Exercise prompt:
Only lines containing "push" are wanted from the data below. Copy those lines.

(Saved entries)
//! CSON (CoffeeScript Object Notation) loader
//!
//! Covers the data subset of CSON that config files use: indentation
//! nested objects with an implicit top-level object, `{}` and `[]` literals
//! spanning lines, quoted and triple-quoted strings, numbers, CoffeeScript
//! boolean aliases and `#` / `###` comments. Executable CoffeeScript
//! (interpolation, expressions) is rejected.

use std::path::Path;

use serde_json::{Map, Number, Value};

use crate::{Error, Result};

pub fn cson_loader(path: &Path, content: &str) -> Result<Value> {
    Parser::new(content)
        .parse_document()
        .map_err(|message| Error::parse(path, "CSON", message))
}

type ParseResult<T> = std::result::Result<T, String>;

struct Parser {
    chars: Vec<char>,
    pos: usize,
}

impl Parser {
    fn new(content: &str) -> Self {
        Self {
            chars: content.chars().collect(),
            pos: 0,
        }
    }

    fn parse_document(&mut self) -> ParseResult<Value> {
        self.skip_trivia()?;
        if self.peek().is_none() {
            return Ok(Value::Null);
        }

        let value = if self.looks_like_key() {
            let indent = self.column();
            self.parse_block_object(indent)?
        } else {
            self.parse_value()?
        };

        self.skip_trivia()?;
        match self.peek() {
            None => Ok(value),
            Some(c) => Err(self.error(&format!("unexpected '{c}'"))),
        }
    }

    /// Objects written as `key: value` lines at a shared indentation level.
    ///
    /// Stops at the first line indented less than `indent`, or at a closing
    /// bracket or comma when nested inside a literal.
    fn parse_block_object(&mut self, indent: usize) -> ParseResult<Value> {
        let mut map = Map::new();
        let mut same_line = false;

        loop {
            if !same_line {
                self.skip_trivia()?;
                match self.peek() {
                    None | Some(']' | '}' | ',') => break,
                    Some(_) => {}
                }
                let column = self.column();
                if column < indent {
                    break;
                }
                if column > indent {
                    return Err(self.error("unexpected indentation"));
                }
            }

            let key = self.parse_key()?;
            self.skip_inline_ws();
            self.expect(':')?;
            self.skip_inline_ws();
            self.skip_comment()?;

            let value = if self.at_line_end() {
                self.skip_trivia()?;
                if self.peek().is_none() || self.column() <= indent {
                    return Err(self.error(&format!("missing value for key '{key}'")));
                }
                if self.looks_like_key() {
                    let child = self.column();
                    self.parse_block_object(child)?
                } else {
                    self.parse_value()?
                }
            } else if self.looks_like_key() {
                // `outer: inner: value` nests on a single line
                let child = self.column();
                self.parse_block_object(child)?
            } else {
                self.parse_value()?
            };
            map.insert(key, value);

            self.skip_inline_ws();
            same_line = false;
            if self.peek() == Some(',') {
                self.bump();
                self.skip_inline_ws();
                self.skip_comment()?;
                same_line = !self.at_line_end();
            }
        }

        Ok(Value::Object(map))
    }

    fn parse_value(&mut self) -> ParseResult<Value> {
        match self.peek() {
            Some('{') => self.parse_flow_object(),
            Some('[') => self.parse_array(),
            Some('\'' | '"') => self.parse_string().map(Value::String),
            Some(c) if c == '-' || c == '+' || c == '.' || c.is_ascii_digit() => {
                self.parse_number()
            }
            Some(c) if c.is_alphabetic() => self.parse_keyword(),
            Some(c) => Err(self.error(&format!("unexpected '{c}'"))),
            None => Err(self.error("unexpected end of input")),
        }
    }

    fn parse_flow_object(&mut self) -> ParseResult<Value> {
        self.expect('{')?;
        let mut map = Map::new();

        loop {
            self.skip_trivia()?;
            match self.peek() {
                Some('}') => {
                    self.bump();
                    break;
                }
                Some(',') => {
                    self.bump();
                    continue;
                }
                None => return Err(self.error("unterminated object")),
                Some(_) => {}
            }

            let key = self.parse_key()?;
            self.skip_inline_ws();
            self.expect(':')?;
            self.skip_trivia()?;
            let value = self.parse_value()?;
            map.insert(key, value);
        }

        Ok(Value::Object(map))
    }

    fn parse_array(&mut self) -> ParseResult<Value> {
        self.expect('[')?;
        let mut items = Vec::new();

        loop {
            self.skip_trivia()?;
            match self.peek() {
                Some(']') => {
                    self.bump();
                    break;
                }
                Some(',') => {
                    self.bump();
                    continue;
                }
                None => return Err(self.error("unterminated array")),
                Some(_) => {}
            }

            let item = if self.looks_like_key() {
                let indent = self.column();
                self.parse_block_object(indent)?
            } else {
                self.parse_value()?
            };
            items.push(item);
        }

        Ok(Value::Array(items))
    }

    fn parse_key(&mut self) -> ParseResult<String> {
        match self.peek() {
            Some('\'' | '"') => self.parse_string(),
            _ => {
                let start = self.pos;
                while let Some(c) = self.peek() {
                    if c.is_alphanumeric() || c == '_' || c == '$' {
                        self.bump();
                    } else {
                        break;
                    }
                }
                if self.pos == start {
                    return Err(self.error("expected a key"));
                }
                Ok(self.chars[start..self.pos].iter().collect())
            }
        }
    }

    fn looks_like_key(&mut self) -> bool {
        let saved = self.pos;
        let found = self.parse_key().is_ok() && {
            self.skip_inline_ws();
            self.peek() == Some(':')
        };
        self.pos = saved;
        found
    }

    fn parse_string(&mut self) -> ParseResult<String> {
        let Some(quote) = self.bump() else {
            return Err(self.error("expected a string"));
        };

        if self.peek() == Some(quote) && self.peek_at(1) == Some(quote) {
            self.pos += 2;
            return self.parse_block_string(quote);
        }

        let mut out = String::new();
        loop {
            match self.bump() {
                None => return Err(self.error("unterminated string")),
                Some(c) if c == quote => break,
                Some('\\') => out.push(self.parse_escape()?),
                Some('#') if quote == '"' && self.peek() == Some('{') => {
                    return Err(self.error("string interpolation is not supported"));
                }
                Some('\n') => {
                    // CoffeeScript joins multi-line strings with a single space
                    while out.ends_with([' ', '\t']) {
                        out.pop();
                    }
                    self.skip_inline_ws();
                    out.push(' ');
                }
                Some(c) => out.push(c),
            }
        }
        Ok(out)
    }

    fn parse_block_string(&mut self, quote: char) -> ParseResult<String> {
        let mut raw = String::new();
        loop {
            match self.bump() {
                None => return Err(self.error("unterminated block string")),
                Some(c) if c == quote && self.peek() == Some(quote) && self.peek_at(1) == Some(quote) => {
                    self.pos += 2;
                    break;
                }
                Some('\\') => raw.push(self.parse_escape()?),
                Some(c) => raw.push(c),
            }
        }
        Ok(dedent(&raw))
    }

    fn parse_escape(&mut self) -> ParseResult<char> {
        let escaped = match self.bump() {
            Some('n') => '\n',
            Some('t') => '\t',
            Some('r') => '\r',
            Some('b') => '\u{8}',
            Some('f') => '\u{c}',
            Some('0') => '\0',
            Some('u') => {
                let hex: String = (0..4).filter_map(|_| self.bump()).collect();
                u32::from_str_radix(&hex, 16)
                    .ok()
                    .and_then(char::from_u32)
                    .ok_or_else(|| self.error(&format!("invalid unicode escape '\\u{hex}'")))?
            }
            Some(c) => c,
            None => return Err(self.error("unterminated escape sequence")),
        };
        Ok(escaped)
    }

    fn parse_number(&mut self) -> ParseResult<Value> {
        let start = self.pos;
        if matches!(self.peek(), Some('-' | '+')) {
            self.bump();
        }
        while let Some(c) = self.peek() {
            let exponent_sign = (c == '-' || c == '+')
                && matches!(self.chars.get(self.pos - 1), Some('e' | 'E'))
                && !self.chars[start..self.pos].iter().any(|c| *c == 'x' || *c == 'X');
            if c.is_ascii_alphanumeric() || c == '.' || c == '_' || exponent_sign {
                self.bump();
            } else {
                break;
            }
        }

        let literal: String = self.chars[start..self.pos].iter().filter(|c| **c != '_').collect();
        parse_number_literal(&literal)
            .ok_or_else(|| self.error(&format!("invalid number '{literal}'")))
    }

    fn parse_keyword(&mut self) -> ParseResult<Value> {
        let start = self.pos;
        while let Some(c) = self.peek() {
            if c.is_alphanumeric() || c == '_' {
                self.bump();
            } else {
                break;
            }
        }
        let word: String = self.chars[start..self.pos].iter().collect();
        match word.as_str() {
            "true" | "yes" | "on" => Ok(Value::Bool(true)),
            "false" | "no" | "off" => Ok(Value::Bool(false)),
            "null" | "undefined" => Ok(Value::Null),
            _ => Err(self.error(&format!("unexpected identifier '{word}'"))),
        }
    }

    /// Skip whitespace, newlines and comments.
    fn skip_trivia(&mut self) -> ParseResult<()> {
        loop {
            match self.peek() {
                Some(' ' | '\t' | '\r' | '\n') => {
                    self.bump();
                }
                Some('#') => self.skip_comment()?,
                _ => return Ok(()),
            }
        }
    }

    fn skip_inline_ws(&mut self) {
        while matches!(self.peek(), Some(' ' | '\t')) {
            self.bump();
        }
    }

    fn skip_comment(&mut self) -> ParseResult<()> {
        if self.peek() != Some('#') {
            return Ok(());
        }
        if self.peek_at(1) == Some('#') && self.peek_at(2) == Some('#') {
            self.pos += 3;
            loop {
                match self.bump() {
                    None => return Err(self.error("unterminated block comment")),
                    Some('#') if self.peek() == Some('#') && self.peek_at(1) == Some('#') => {
                        self.pos += 2;
                        return Ok(());
                    }
                    Some(_) => {}
                }
            }
        }
        while !matches!(self.peek(), None | Some('\n')) {
            self.bump();
        }
        Ok(())
    }

    fn at_line_end(&self) -> bool {
        matches!(self.peek(), None | Some('\n' | '\r'))
    }

    fn expect(&mut self, expected: char) -> ParseResult<()> {
        match self.peek() {
            Some(c) if c == expected => {
                self.bump();
                Ok(())
            }
            Some(c) => Err(self.error(&format!("expected '{expected}' but found '{c}'"))),
            None => Err(self.error(&format!("expected '{expected}' but found end of input"))),
        }
    }

    fn column(&self) -> usize {
        self.chars[..self.pos]
            .iter()
            .rev()
            .take_while(|c| **c != '\n')
            .count()
    }

    fn line(&self) -> usize {
        self.chars[..self.pos].iter().filter(|c| **c == '\n').count() + 1
    }

    fn error(&self, message: &str) -> String {
        format!("{message} (line {}, column {})", self.line(), self.column() + 1)
    }

    fn peek(&self) -> Option<char> {
        self.chars.get(self.pos).copied()
    }

    fn peek_at(&self, offset: usize) -> Option<char> {
        self.chars.get(self.pos + offset).copied()
    }

    fn bump(&mut self) -> Option<char> {
        let c = self.peek()?;
        self.pos += 1;
        Some(c)
    }
}

fn parse_number_literal(literal: &str) -> Option<Value> {
    let (negative, digits) = match literal.strip_prefix('-') {
        Some(rest) => (true, rest),
        None => (false, literal.strip_prefix('+').unwrap_or(literal)),
    };

    let radix = match digits.get(..2) {
        Some("0x" | "0X") => Some(16),
        Some("0o" | "0O") => Some(8),
        Some("0b" | "0B") => Some(2),
        _ => None,
    };
    if let Some(radix) = radix {
        let n = i64::from_str_radix(&digits[2..], radix).ok()?;
        return Some(Value::from(if negative { -n } else { n }));
    }

    if let Ok(n) = digits.parse::<i64>() {
        return Some(Value::from(if negative { -n } else { n }));
    }
    let n = digits.parse::<f64>().ok()?;
    Number::from_f64(if negative { -n } else { n }).map(Value::Number)
}

/// Strip the indentation shared by every non-blank line, plus the leading
/// and trailing line breaks around a block string.
fn dedent(raw: &str) -> String {
    let lines: Vec<&str> = raw.split('\n').collect();
    let indent = lines
        .iter()
        .filter(|l| !l.trim().is_empty())
        .map(|l| l.len() - l.trim_start().len())
        .min()
        .unwrap_or(0);

    let mut body: Vec<&str> = lines
        .iter()
        .map(|l| {
            if l.trim().is_empty() {
                ""
            } else {
                l.get(indent..).unwrap_or_else(|| l.trim_start())
            }
        })
        .collect();
    if body.first().is_some_and(|l| l.trim().is_empty()) {
        body.remove(0);
    }
    if body.last().is_some_and(|l| l.trim().is_empty()) {
        body.pop();
    }
    body.join("\n")
}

Solution for this problem:
            items.push(item);
                Some('\\') => out.push(self.parse_escape()?),
                    out.push(' ');
                Some(c) => out.push(c),
                Some('\\') => raw.push(self.parse_escape()?),
                Some(c) => raw.push(c),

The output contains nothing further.